* **ASSIGNMENT**: Your reply must consist of the data below, reproduced character for character.

* **Stored data entries**:

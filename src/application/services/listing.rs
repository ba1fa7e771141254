//! Command tree rendering for `--list`

use termtree::Tree;

use super::aggregator::{MountNode, RootApplication};
use crate::domain::{CommandSpec, Registry};

/// Render every mounted group and visible command as a tree.
///
/// Hidden commands are left out; aliases follow the command name and
/// groups whose script failed to load are marked.
pub fn command_tree(root: &RootApplication) -> Tree<String> {
    let name = root.command().get_name().to_string();
    let mut tree = Tree::new(name);
    for (segment, node) in &root.tree.children {
        tree.push(group_tree(segment, node, &root.registry));
    }
    tree
}

fn group_tree(segment: &str, node: &MountNode, registry: &Registry) -> Tree<String> {
    let mut label = segment.to_string();
    let entry = node.app.as_ref().and_then(|ns| registry.get(ns));
    if let Some(help) = entry.and_then(|e| e.app.help()) {
        label = format!("{label} - {}", first_line(help));
    }
    if let Some(failure) = node.broken.and_then(|idx| registry.failures().get(idx)) {
        label = format!("{label} [failed to load: {}]", failure.message);
    }

    let mut tree = Tree::new(label);
    if let Some(entry) = entry {
        for spec in entry.app.commands().iter().filter(|c| !c.hidden) {
            tree.push(Tree::new(command_label(spec)));
        }
    }
    for (child_segment, child) in &node.children {
        tree.push(group_tree(child_segment, child, registry));
    }
    tree
}

fn command_label(spec: &CommandSpec) -> String {
    let mut label = spec.name.clone();
    if !spec.aliases.is_empty() {
        label = format!("{label} ({})", spec.aliases.join(", "));
    }
    match spec.help.as_deref() {
        Some(help) => format!("{label} - {}", first_line(help)),
        None => label,
    }
}

fn first_line(text: &str) -> &str {
    text.lines().next().unwrap_or("").trim()
}
//! Error conversion helpers for configuration I/O
//!
//! Failures while reading settings or project files abort before discovery,
//! so they all surface as configuration errors naming the offending path.

use std::fmt::Display;
use std::path::Path;

use crate::application::{ApplicationError, ApplicationResult};

/// Extension trait for turning any displayable error into a configuration error.
pub trait ConfigResultExt<T> {
    /// Attach `action` and `path` to the error.
    ///
    /// # Example
    /// ```ignore
    /// fs.read_to_string(&path)
    ///     .config_context("read", &path)?;
    /// ```
    fn config_context(self, action: &str, path: &Path) -> ApplicationResult<T>;
}

impl<T, E: Display> ConfigResultExt<T> for Result<T, E> {
    fn config_context(self, action: &str, path: &Path) -> ApplicationResult<T> {
        self.map_err(|e| {
            ApplicationError::config_at(
                format!("{action} {}: {e}", path.display()),
                vec![path.to_path_buf()],
            )
        })
    }
}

* **ANSWER SPACE**:
filename src/application/services/listing.rs
repository ba1fa7e771141254
//! Command tree rendering for `--list`

use termtree::Tree;

use super::aggregator::{MountNode, RootApplication};
use crate::domain::{CommandSpec, Registry};

/// Render every mounted group and visible command as a tree.
///
/// Hidden commands are left out; aliases follow the command name and
/// groups whose script failed to load are marked.
pub fn command_tree(root: &RootApplication) -> Tree<String> {
    let name = root.command().get_name().to_string();
    let mut tree = Tree::new(name);
    for (segment, node) in &root.tree.children {
        tree.push(group_tree(segment, node, &root.registry));
    }
    tree
}

fn group_tree(segment: &str, node: &MountNode, registry: &Registry) -> Tree<String> {
    let mut label = segment.to_string();
    let entry = node.app.as_ref().and_then(|ns| registry.get(ns));
    if let Some(help) = entry.and_then(|e| e.app.help()) {
        label = format!("{label} - {}", first_line(help));
    }
    if let Some(failure) = node.broken.and_then(|idx| registry.failures().get(idx)) {
        label = format!("{label} [failed to load: {}]", failure.message);
    }

    let mut tree = Tree::new(label);
    if let Some(entry) = entry {
        for spec in entry.app.commands().iter().filter(|c| !c.hidden) {
            tree.push(Tree::new(command_label(spec)));
        }
    }
    for (child_segment, child) in &node.children {
        tree.push(group_tree(child_segment, child, registry));
    }
    tree
}

fn command_label(spec: &CommandSpec) -> String {
    let mut label = spec.name.clone();
    if !spec.aliases.is_empty() {
        label = format!("{label} ({})", spec.aliases.join(", "));
    }
    match spec.help.as_deref() {
        Some(help) => format!("{label} - {}", first_line(help)),
        None => label,
    }
}

fn first_line(text: &str) -> &str {
    text.lines().next().unwrap_or("").trim()
}
//! Error conversion helpers for configuration I/O
//!
//! Failures while reading settings or project files abort before discovery,
//! so they all surface as configuration errors naming the offending path.

use std::fmt::Display;
use std::path::Path;

use crate::application::{ApplicationError, ApplicationResult};

/// Extension trait for turning any displayable error into a configuration error.
pub trait ConfigResultExt<T> {
    /// Attach `action` and `path` to the error.
    ///
    /// # Example
    /// ```ignore
    /// fs.read_to_string(&path)
    ///     .config_context("read", &path)?;
    /// ```
    fn config_context(self, action: &str, path: &Path) -> ApplicationResult<T>;
}

impl<T, E: Display> ConfigResultExt<T> for Result<T, E> {
    fn config_context(self, action: &str, path: &Path) -> ApplicationResult<T> {
        self.map_err(|e| {
            ApplicationError::config_at(
                format!("{action} {}: {e}", path.display()),
                vec![path.to_path_buf()],
            )
        })
    }
}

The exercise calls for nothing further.